Berlin + London

The Botticelli Renaissance

Sandro Botticelli: Tondo Raczynski (Detail), 1477, SMB, Gemäldegalerie / Jörg P. Anders
Botticelli auf den Kopf gestellt: Die Gemäldegalerie zeigt Renaissance-Meisterwerke, 19. Jahrhundert-Wiederentdeckungen und moderne Zitate – verrät aber nicht, was original und was nachgeahmt ist. Eine Zwei-Klassen-Ausstellung für Eingeweihte und Schaulustige.

Kahle Wände ohne Informationen

 

Das erfährt man nur aus dem Audioguide oder Katalog, aber nicht in der Ausstellung; bis auf Bildtitel und drei kurze Wandtexte bleiben die kahlen Säle bar jeder Information. Obwohl kleine Reproduktionen der Vorbilder sofort anschaulich machen würden, wie sich die Arbeiten von Nachfolgern auf den Renaissance-Meister beziehen.

 

So kann der Betrachter den Wald vor lauter Bäumen nicht sehen. Etwa bei Bill Violas Video-Installation „The Path“, dem zweiten Teil von „Going Forth By Day“ (2002), die einen ganzen Raum füllt: Dass die Baumstämme, zwischen denen Komparsen durchlaufen, denjenigen in Botticellis „Geschichte des Nastagio degli Onesti“ (1483) ähneln, erkennen wohl nur Spezialisten.

 

Milch spritzende Dame umhängen

 

Absurd wird diese Kontext-Verweigerung bei Cindy Shermans Umsetzung (1990) von Botticellis „Allegorischem Porträt einer Dame“ (1485), die aus ihrer Brust Milch verspritzt: Das Original findet sich drei Säle weiter, man müsste es nur daneben hängen.

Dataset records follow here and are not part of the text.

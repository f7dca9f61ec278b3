//! # Swedish Personal Identity Number
//!
//! Parsing and validation of personnummer and samordningsnummer
//! (coordination numbers). Accepted spellings:
//!
//! - `YYMMDD-NNNN`, `YYMMDD+NNNN`, `YYMMDDNNNN` (10 digits, century inferred)
//! - `YYYYMMDD-NNNN`, `YYYYMMDDNNNN` (12 digits)
//!
//! Every non-digit character is a separator and is stripped before
//! validation. Checks run in a fixed order (format, date, checksum) and the
//! first failure determines the [`ValidationError`] kind.
//!
//! ## Century Inference
//!
//! For 10-digit input, a two-digit year greater than the current two-digit
//! year belongs to the previous century; otherwise to the current one. The
//! `+` separator (conventionally marking a centenarian) is not interpreted.
//!
//! ## Coordination Numbers
//!
//! A day field of 61–91 is a coordination number: the calendar day is the
//! field minus 60. The offset is kept in the canonical string.

use std::fmt;
use std::str::FromStr;

use chrono::{Datelike, Local, NaiveDate};
use serde::{Deserialize, Serialize};

use crate::error::ValidationError;

/// Well-formed identity numbers shown to callers after a format error.
pub const VALID_EXAMPLES: [&str; 3] = ["900116-6959", "9001166959", "199001166959"];

const COORDINATION_OFFSET: u32 = 60;

/// A validated Swedish personal identity number in canonical 12-digit form.
///
/// Construct with [`Personnummer::parse`] or [`Personnummer::parse_at`].
/// Serializes as the canonical 12-digit string; deserialization re-runs
/// validation.
#[derive(Debug, Clone, PartialEq, Eq, Hash, Serialize, Deserialize)]
#[serde(into = "String", try_from = "String")]
pub struct Personnummer {
    canonical: String,
    birth_date: NaiveDate,
    coordination: bool,
}

impl Personnummer {
    /// Parse against today's local date for century inference.
    pub fn parse(raw: &str) -> Result<Self, ValidationError> {
        Self::parse_at(raw, Local::now().date_naive())
    }

    /// Parse with an explicit reference date for century inference.
    ///
    /// Pure: the same `(raw, today)` always yields the same result.
    pub fn parse_at(raw: &str, today: NaiveDate) -> Result<Self, ValidationError> {
        let digits: String = raw.chars().filter(char::is_ascii_digit).collect();

        let (year, rest) = match digits.len() {
            12 => (number(&digits[..4]) as i32, &digits[4..]),
            10 => (resolve_century(number(&digits[..2]), today), &digits[2..]),
            _ => return Err(ValidationError::Format),
        };

        let month = number(&rest[..2]);
        let day_field = number(&rest[2..4]);
        let coordination = day_field > COORDINATION_OFFSET;
        let day = if coordination {
            day_field - COORDINATION_OFFSET
        } else {
            day_field
        };

        let birth_date = NaiveDate::from_ymd_opt(year, month, day)
            .filter(|date| date.year() == year && date.month() == month && date.day() == day)
            .ok_or(ValidationError::Date)?;

        let canonical = format!("{year:04}{rest}");
        if !luhn_valid(&canonical[2..]) {
            return Err(ValidationError::Checksum);
        }

        Ok(Self {
            canonical,
            birth_date,
            coordination,
        })
    }

    /// The canonical 12-digit string (`YYYYMMDDNNNN`).
    pub fn as_str(&self) -> &str {
        &self.canonical
    }

    /// Dashed 12-digit form (`YYYYMMDD-NNNN`).
    pub fn formatted(&self) -> String {
        format!("{}-{}", &self.canonical[..8], &self.canonical[8..])
    }

    /// Four-digit year.
    pub fn year(&self) -> i32 {
        self.birth_date.year()
    }

    /// Month, 1–12.
    pub fn month(&self) -> u32 {
        self.birth_date.month()
    }

    /// Day field as written, including the coordination offset if present.
    pub fn day_field(&self) -> u32 {
        number(&self.canonical[6..8])
    }

    /// The three-digit birth serial.
    pub fn serial(&self) -> &str {
        &self.canonical[8..11]
    }

    /// The Luhn check digit.
    pub fn check_digit(&self) -> u8 {
        self.canonical.as_bytes()[11] - b'0'
    }

    /// Calendar birth date, with any coordination offset removed.
    pub fn birth_date(&self) -> NaiveDate {
        self.birth_date
    }

    /// Whether the day field carries the coordination offset.
    pub fn is_coordination_number(&self) -> bool {
        self.coordination
    }
}

impl fmt::Display for Personnummer {
    fn fmt(&self, f: &mut fmt::Formatter<'_>) -> fmt::Result {
        f.write_str(&self.formatted())
    }
}

impl AsRef<str> for Personnummer {
    fn as_ref(&self) -> &str {
        &self.canonical
    }
}

impl FromStr for Personnummer {
    type Err = ValidationError;

    fn from_str(s: &str) -> Result<Self, Self::Err> {
        Self::parse(s)
    }
}

impl TryFrom<String> for Personnummer {
    type Error = ValidationError;

    fn try_from(value: String) -> Result<Self, Self::Error> {
        Self::parse(&value)
    }
}

impl From<Personnummer> for String {
    fn from(value: Personnummer) -> Self {
        value.canonical
    }
}

// -- Luhn ---------------------------------------------------------------------

/// Luhn check over a string of ASCII digits.
///
/// Digits at even positions (0-based from the left) are doubled, with 9
/// subtracted when the product exceeds 9. Valid when the sum is divisible by
/// ten. Returns `false` for empty input or any non-digit character.
pub fn luhn_valid(digits: &str) -> bool {
    if digits.is_empty() || !digits.bytes().all(|b| b.is_ascii_digit()) {
        return false;
    }
    luhn_sum(digits) % 10 == 0
}

/// The check digit that completes nine leading digits (`YYMMDDNNN`).
///
/// Returns `None` unless the input is exactly nine ASCII digits.
pub fn check_digit_for(first_nine: &str) -> Option<u8> {
    if first_nine.len() != 9 || !first_nine.bytes().all(|b| b.is_ascii_digit()) {
        return None;
    }
    Some(((10 - luhn_sum(first_nine) % 10) % 10) as u8)
}

fn luhn_sum(digits: &str) -> u32 {
    digits
        .bytes()
        .enumerate()
        .map(|(position, b)| {
            let digit = u32::from(b - b'0');
            if position % 2 == 0 {
                let doubled = digit * 2;
                if doubled > 9 {
                    doubled - 9
                } else {
                    doubled
                }
            } else {
                digit
            }
        })
        .sum()
}

// -- Helpers ------------------------------------------------------------------

/// Decimal value of a slice already known to be ASCII digits.
fn number(digits: &str) -> u32 {
    digits
        .bytes()
        .fold(0, |acc, b| acc * 10 + u32::from(b - b'0'))
}

fn resolve_century(two_digit_year: u32, today: NaiveDate) -> i32 {
    let current = today.year();
    let current_two_digit = current.rem_euclid(100);
    let century = current - current_two_digit;
    let yy = two_digit_year as i32;
    if yy > current_two_digit {
        century - 100 + yy
    } else {
        century + yy
    }
}

#[cfg(test)]
mod tests {
    use super::*;

    fn today() -> NaiveDate {
        NaiveDate::from_ymd_opt(2025, 6, 1).expect("valid date")
    }

    fn parse(raw: &str) -> Result<Personnummer, ValidationError> {
        Personnummer::parse_at(raw, today())
    }

    #[test]
    fn accepts_all_spellings_of_the_same_number() {
        for raw in [
            "900116-6959",
            "9001166959",
            "199001166959",
            "19900116-6959",
            "900116+6959",
            " 900116 6959 ",
        ] {
            let pnr = parse(raw).expect("should parse");
            assert_eq!(pnr.as_str(), "199001166959", "input: {raw}");
        }
    }

    #[test]
    fn components_of_a_parsed_number() {
        let pnr = parse("900116-6959").expect("valid");
        assert_eq!(pnr.year(), 1990);
        assert_eq!(pnr.month(), 1);
        assert_eq!(pnr.day_field(), 16);
        assert_eq!(pnr.serial(), "695");
        assert_eq!(pnr.check_digit(), 9);
        assert_eq!(pnr.birth_date(), NaiveDate::from_ymd_opt(1990, 1, 16).expect("date"));
        assert!(!pnr.is_coordination_number());
        assert_eq!(pnr.formatted(), "19900116-6959");
        assert_eq!(pnr.to_string(), "19900116-6959");
    }

    #[test]
    fn coordination_number_keeps_offset_in_canonical_form() {
        let pnr = parse("900176-6956").expect("coordination number");
        assert_eq!(pnr.as_str(), "199001766956");
        assert!(pnr.is_coordination_number());
        assert_eq!(pnr.day_field(), 76);
        assert_eq!(pnr.birth_date(), NaiveDate::from_ymd_opt(1990, 1, 16).expect("date"));
    }

    #[test]
    fn coordination_day_beyond_month_length_is_a_date_error() {
        // 61 + 31 = 92 -> day 32
        let nine = "900192695";
        let check = check_digit_for(nine).expect("nine digits");
        let raw = format!("{nine}{check}");
        assert_eq!(parse(&raw), Err(ValidationError::Date));
    }

    #[test]
    fn century_rule_prefers_previous_century_for_future_years() {
        let check = check_digit_for("300101123").expect("nine digits");
        let pnr = parse(&format!("300101123{check}")).expect("valid");
        assert_eq!(pnr.year(), 1930);

        let check = check_digit_for("000116123").expect("nine digits");
        let pnr = parse(&format!("000116-123{check}")).expect("valid");
        assert_eq!(pnr.year(), 2000);
        assert_eq!(pnr.as_str(), format!("20000116123{check}"));
    }

    #[test]
    fn current_two_digit_year_stays_in_current_century() {
        let check = check_digit_for("250101123").expect("nine digits");
        let pnr = parse(&format!("250101123{check}")).expect("valid");
        assert_eq!(pnr.year(), 2025);
    }

    #[test]
    fn twelve_digit_input_is_taken_literally() {
        let pnr = parse("200001161231").expect("valid");
        assert_eq!(pnr.year(), 2000);
        assert_eq!(pnr.as_str(), "200001161231");
    }

    #[test]
    fn wrong_length_is_a_format_error() {
        for raw in ["", "123", "90011669", "90011669590", "1990011669591", "abcdef-ghij"] {
            assert_eq!(parse(raw), Err(ValidationError::Format), "input: {raw}");
        }
    }

    #[test]
    fn impossible_dates_are_date_errors() {
        for nine in ["901316695", "900230695", "900100695", "900000695"] {
            let check = check_digit_for(nine).expect("nine digits");
            let raw = format!("{nine}{check}");
            assert_eq!(parse(&raw), Err(ValidationError::Date), "input: {raw}");
        }
    }

    #[test]
    fn all_zero_number_fails_on_date_before_checksum() {
        assert_eq!(parse("000000-0000"), Err(ValidationError::Date));
    }

    #[test]
    fn leap_day_depends_on_the_year() {
        let check = check_digit_for("000229123").expect("nine digits");
        assert!(parse(&format!("20000229123{check}")).is_ok());

        let check = check_digit_for("000229123").expect("nine digits");
        assert_eq!(
            parse(&format!("19000229123{check}")),
            Err(ValidationError::Date)
        );
    }

    #[test]
    fn bad_check_digit_is_a_checksum_error() {
        assert_eq!(parse("900116-6958"), Err(ValidationError::Checksum));
        assert_eq!(parse("199001166950"), Err(ValidationError::Checksum));
    }

    #[test]
    fn luhn_reference_values() {
        assert!(luhn_valid("9001166959"));
        assert!(luhn_valid("9001612390"));
        assert!(!luhn_valid("9001612391"));
        assert!(!luhn_valid(""));
        assert!(!luhn_valid("90011a6959"));
    }

    #[test]
    fn check_digit_for_known_number() {
        assert_eq!(check_digit_for("900116695"), Some(9));
        assert_eq!(check_digit_for("000116123"), Some(1));
        assert_eq!(check_digit_for("12345678"), None);
        assert_eq!(check_digit_for("12345678x"), None);
    }

    #[test]
    fn serde_uses_canonical_string_and_revalidates() {
        let pnr = parse("900116-6959").expect("valid");
        let json = serde_json::to_string(&pnr).expect("serialize");
        assert_eq!(json, "\"199001166959\"");

        let back: Personnummer = serde_json::from_str(&json).expect("deserialize");
        assert_eq!(back, pnr);

        let bad: Result<Personnummer, _> = serde_json::from_str("\"199001166950\"");
        assert!(bad.is_err());
    }

    #[test]
    fn valid_examples_all_parse() {
        for raw in VALID_EXAMPLES {
            assert!(Personnummer::parse(raw).is_ok(), "example {raw} must parse");
        }
    }
}
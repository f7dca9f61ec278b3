//! # API Route Modules
//!
//! - `lookup`: `GET /lookup?personnummer=...`, the single person lookup.
//! - `health`: liveness and readiness probes plus the `/metrics` counters.

pub mod health;
pub mod lookup;
//! # spar-client: SPAR Registry Gateway
//!
//! The only crate in the workspace that talks to the registry. It turns a
//! validated [`spar_core::Personnummer`] into a SOAP person-search request,
//! sends it over mutual TLS, and hands back the raw response as a
//! [`spar_core::RawRegistryPayload`]. Interpreting that payload is
//! `spar-core`'s job.
//!
//! ## Modules
//!
//! - [`config`]: environment-driven [`SparConfig`] with a redacting `Debug`.
//! - [`envelope`]: SOAP 1.1 request envelope with WS-Security credentials.
//! - [`gateway`]: the [`RegistryGateway`] trait the orchestrator depends on.
//! - [`http`]: [`SparHttpGateway`], the `reqwest` implementation.
//! - [`mock`]: [`MockRegistryGateway`], canned payloads with call counting.
//!
//! ## Contract
//!
//! One call per lookup, no retries. Gateways emit no log events about
//! individual lookups; the orchestrator owns lookup observability.

pub mod config;
pub mod envelope;
pub mod error;
pub mod gateway;
pub mod http;
pub mod mock;

pub use config::{ClientTls, ConfigError, SparConfig};
pub use error::GatewayError;
pub use gateway::RegistryGateway;
pub use http::SparHttpGateway;
pub use mock::MockRegistryGateway;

SMB-Werbespot "Heiliger Sebastian"; © SMB


 

Stattdessen muten die Kuratoren den Besuchern ein fortlaufendes Bilderrätsel zu: Was hat dieses oder jenes Exponat mit Botticelli zu tun? Besonders kryptisch wird es im zweiten Teil über seine Wiederentdeckung ab etwa 1850: Neben Franzosen wie Edgar Degas und Gustave Moreau sind vorwiegend italienische und englische Künstler vertreten.

 

Monströser Katafalk für Königssärge

 

Dante Gabriel Rossetti, Edward Burne-Jones und Aubrey Beardsley schufen Gemälde und Illustrationen, deren linear-flächige Gestaltung und florales Dekor offenkundig von Botticelli inspiriert waren. Warum begeisterten sich die so genannten Präraffaeliten für ihn? Darüber verliert die Schau kein Wort.

 

Da hilft nur das Studium der Vorbilder weiter. Mit ihrer Inszenierung setzen die SMB neue Maßstäbe: Die zentrale Halle der Gemäldegalerie füllt zur Hälfte ein monströser Einbau, den gepresster Schiefer bedeckt. Seine mattschwarze Farbe lässt an einen Katafalk für Königssärge denken. An den Längsseiten hängen rund 50 Gemälde von Botticelli selbst, aus seiner Werkstatt und von Nachahmern – eng aufgereiht und unkommentiert. Fantasie- und liebloser kann man Meisterwerke kaum präsentieren.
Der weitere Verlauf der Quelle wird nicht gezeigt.